[PROBLEM]: From the first line of the entries below to the line with "all defaults, and", give each line again exactly.

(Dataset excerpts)
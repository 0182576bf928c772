//! Constant array construction
//!
//! Two shapes of construction fold: sized constructions (`new int[n]`,
//! `IntArray(n)`, `arrayOfNulls(n)`) whose elements are all defaults, and
//! initializer lists (`new int[] {..}`, `arrayOf(..)`) whose elements are
//! evaluated individually. Small arrays materialize their elements; large
//! ones fold to a size-only reference so that `array.length` still works
//! without allocating element data.

use std::collections::HashMap;

use lazy_static::lazy_static;
use tracing::trace;

use crate::value::{ArrayValue, ElementKind, Value, LARGEST_LITERAL_ARRAY};

/// Initializer lists with this many elements or more never materialize;
/// callers bail before folding any element, so the cap also bounds
/// evaluation cost
pub const MAX_INITIALIZER_ELEMENTS: usize = 40;

/// How a library function call constructs an array
#[derive(Debug, Clone, Copy, PartialEq, Eq)]
pub enum ArrayIdiom {
    /// Elements come from the argument list; `None` means the element kind
    /// is inferred from the evaluated elements (`arrayOf`)
    Initializer(Option<ElementKind>),
    /// The single argument is the length and elements are defaults
    /// (`IntArray(n)`, `arrayOfNulls(n)`)
    Sized(ElementKind),
}

lazy_static! {
    /// Call names recognized as array constructors
    pub static ref ARRAY_CONSTRUCTORS: HashMap<&'static str, ArrayIdiom> = {
        let mut table = HashMap::new();
        table.insert("arrayOf", ArrayIdiom::Initializer(None));
        table.insert("booleanArrayOf", ArrayIdiom::Initializer(Some(ElementKind::Bool)));
        table.insert("byteArrayOf", ArrayIdiom::Initializer(Some(ElementKind::Byte)));
        table.insert("shortArrayOf", ArrayIdiom::Initializer(Some(ElementKind::Short)));
        table.insert("charArrayOf", ArrayIdiom::Initializer(Some(ElementKind::Char)));
        table.insert("intArrayOf", ArrayIdiom::Initializer(Some(ElementKind::Int)));
        table.insert("longArrayOf", ArrayIdiom::Initializer(Some(ElementKind::Long)));
        table.insert("floatArrayOf", ArrayIdiom::Initializer(Some(ElementKind::Float)));
        table.insert("doubleArrayOf", ArrayIdiom::Initializer(Some(ElementKind::Double)));
        table.insert("BooleanArray", ArrayIdiom::Sized(ElementKind::Bool));
        table.insert("ByteArray", ArrayIdiom::Sized(ElementKind::Byte));
        table.insert("ShortArray", ArrayIdiom::Sized(ElementKind::Short));
        table.insert("CharArray", ArrayIdiom::Sized(ElementKind::Char));
        table.insert("IntArray", ArrayIdiom::Sized(ElementKind::Int));
        table.insert("LongArray", ArrayIdiom::Sized(ElementKind::Long));
        table.insert("FloatArray", ArrayIdiom::Sized(ElementKind::Float));
        table.insert("DoubleArray", ArrayIdiom::Sized(ElementKind::Double));
        table.insert("arrayOfNulls", ArrayIdiom::Sized(ElementKind::Object));
        table
    };
}

/// Fold a sized construction with default-valued elements.
///
/// Multi-dimensional constructions and lengths above
/// [`LARGEST_LITERAL_ARRAY`] always fold to a reference.
pub fn fresh_array(kind: ElementKind, length: usize, dimensions: usize) -> Value {
    if dimensions > 1 || length > LARGEST_LITERAL_ARRAY {
        trace!(?kind, length, dimensions, "array too large, folding to reference");
        return Value::Array(ArrayValue::Reference {
            kind,
            length,
            dimensions,
        });
    }
    Value::Array(ArrayValue::Materialized {
        kind,
        elements: vec![kind.default_value(); length],
    })
}

/// Fold an initializer list from its already-evaluated elements.
///
/// `None` slots are elements that did not fold. In strict mode any such
/// slot makes the whole construction unevaluable; with `allow_unknown` they
/// fall back to the element default. Elements that folded to the wrong kind
/// also fall back to the default rather than poisoning the array.
pub fn array_from_initializer(
    kind: ElementKind,
    evaluated: Vec<Option<Value>>,
    allow_unknown: bool,
) -> Option<Value> {
    if evaluated.len() >= MAX_INITIALIZER_ELEMENTS {
        return Some(Value::Array(ArrayValue::Reference {
            kind,
            length: evaluated.len(),
            dimensions: 1,
        }));
    }

    let mut elements = Vec::with_capacity(evaluated.len());
    for slot in evaluated {
        match slot {
            Some(value) if kind.admits(&value) => elements.push(value),
            Some(_) => elements.push(kind.default_value()),
            None if allow_unknown => elements.push(kind.default_value()),
            None => return None,
        }
    }
    Some(Value::Array(ArrayValue::Materialized { kind, elements }))
}

/// Infer the element kind of an untyped initializer list (`arrayOf`):
/// the common kind of the folded elements, or `Object` when they disagree
/// or nothing folded
pub fn infer_kind(evaluated: &[Option<Value>]) -> ElementKind {
    let mut kinds = evaluated
        .iter()
        .flatten()
        .map(ElementKind::of);
    match kinds.next() {
        Some(first) if kinds.all(|k| k == first) => first,
        _ => ElementKind::Object,
    }
}

#[cfg(test)]
mod tests {
    use super::*;
    use pretty_assertions::assert_eq;

    #[test]
    fn test_small_sized_construction_materializes_defaults() {
        assert_eq!(
            fresh_array(ElementKind::Int, 3, 1),
            Value::Array(ArrayValue::Materialized {
                kind: ElementKind::Int,
                elements: vec![Value::Int(0); 3],
            })
        );
    }

    #[test]
    fn test_large_sized_construction_folds_to_reference() {
        assert_eq!(
            fresh_array(ElementKind::Byte, 1024, 1),
            Value::Array(ArrayValue::Reference {
                kind: ElementKind::Byte,
                length: 1024,
                dimensions: 1,
            })
        );
        // boundary: exactly the ceiling still materializes
        assert!(matches!(
            fresh_array(ElementKind::Byte, LARGEST_LITERAL_ARRAY, 1),
            Value::Array(ArrayValue::Materialized { .. })
        ));
    }

    #[test]
    fn test_multi_dimensional_always_references() {
        assert_eq!(
            fresh_array(ElementKind::Int, 2, 2),
            Value::Array(ArrayValue::Reference {
                kind: ElementKind::Int,
                length: 2,
                dimensions: 2,
            })
        );
    }

    #[test]
    fn test_initializer_list_materializes_past_the_sized_ceiling() {
        // initializer lists materialize up to 39 elements, not 12
        let evaluated = (0..20).map(|i| Some(Value::Int(i))).collect::<Vec<_>>();
        match array_from_initializer(ElementKind::Int, evaluated, false) {
            Some(Value::Array(ArrayValue::Materialized { elements, .. })) => {
                assert_eq!(elements.len(), 20);
                assert_eq!(elements[7], Value::Int(7));
            }
            other => panic!("expected materialized array, got {other:?}"),
        }

        let below_cap = (0..39).map(|i| Some(Value::Int(i))).collect::<Vec<_>>();
        assert!(matches!(
            array_from_initializer(ElementKind::Int, below_cap, false),
            Some(Value::Array(ArrayValue::Materialized { .. }))
        ));

        // the cap itself already refuses to materialize
        let at_cap = (0..40).map(|i| Some(Value::Int(i))).collect::<Vec<_>>();
        assert_eq!(
            array_from_initializer(ElementKind::Int, at_cap, false),
            Some(Value::Array(ArrayValue::Reference {
                kind: ElementKind::Int,
                length: 40,
                dimensions: 1,
            }))
        );
    }

    #[test]
    fn test_unknown_element_strict_vs_relaxed() {
        let evaluated = vec![Some(Value::Int(1)), None, Some(Value::Int(3))];
        assert_eq!(
            array_from_initializer(ElementKind::Int, evaluated.clone(), false),
            None
        );
        assert_eq!(
            array_from_initializer(ElementKind::Int, evaluated, true),
            Some(Value::Array(ArrayValue::Materialized {
                kind: ElementKind::Int,
                elements: vec![Value::Int(1), Value::Int(0), Value::Int(3)],
            }))
        );
    }

    #[test]
    fn test_wrong_kind_element_falls_back_to_default() {
        let evaluated = vec![Some(Value::Int(1)), Some(Value::String("x".into()))];
        assert_eq!(
            array_from_initializer(ElementKind::Int, evaluated, false),
            Some(Value::Array(ArrayValue::Materialized {
                kind: ElementKind::Int,
                elements: vec![Value::Int(1), Value::Int(0)],
            }))
        );
    }

    #[test]
    fn test_kind_inference() {
        assert_eq!(
            infer_kind(&[Some(Value::Int(1)), Some(Value::Int(2))]),
            ElementKind::Int
        );
        assert_eq!(
            infer_kind(&[Some(Value::Int(1)), Some(Value::String("s".into()))]),
            ElementKind::Object
        );
        assert_eq!(infer_kind(&[]), ElementKind::Object);
        assert_eq!(infer_kind(&[None]), ElementKind::Object);
    }

    #[test]
    fn test_constructor_table() {
        assert_eq!(
            ARRAY_CONSTRUCTORS.get("intArrayOf"),
            Some(&ArrayIdiom::Initializer(Some(ElementKind::Int)))
        );
        assert_eq!(
            ARRAY_CONSTRUCTORS.get("IntArray"),
            Some(&ArrayIdiom::Sized(ElementKind::Int))
        );
        assert_eq!(
            ARRAY_CONSTRUCTORS.get("arrayOfNulls"),
            Some(&ArrayIdiom::Sized(ElementKind::Object))
        );
        assert_eq!(ARRAY_CONSTRUCTORS.get("listOf"), None);
    }
}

[REPLY]:
repository 0182576bf928c772
//! Constant array construction
//!
//! Two shapes of construction fold: sized constructions (`new int[n]`,
//! `IntArray(n)`, `arrayOfNulls(n)`) whose elements are all defaults, and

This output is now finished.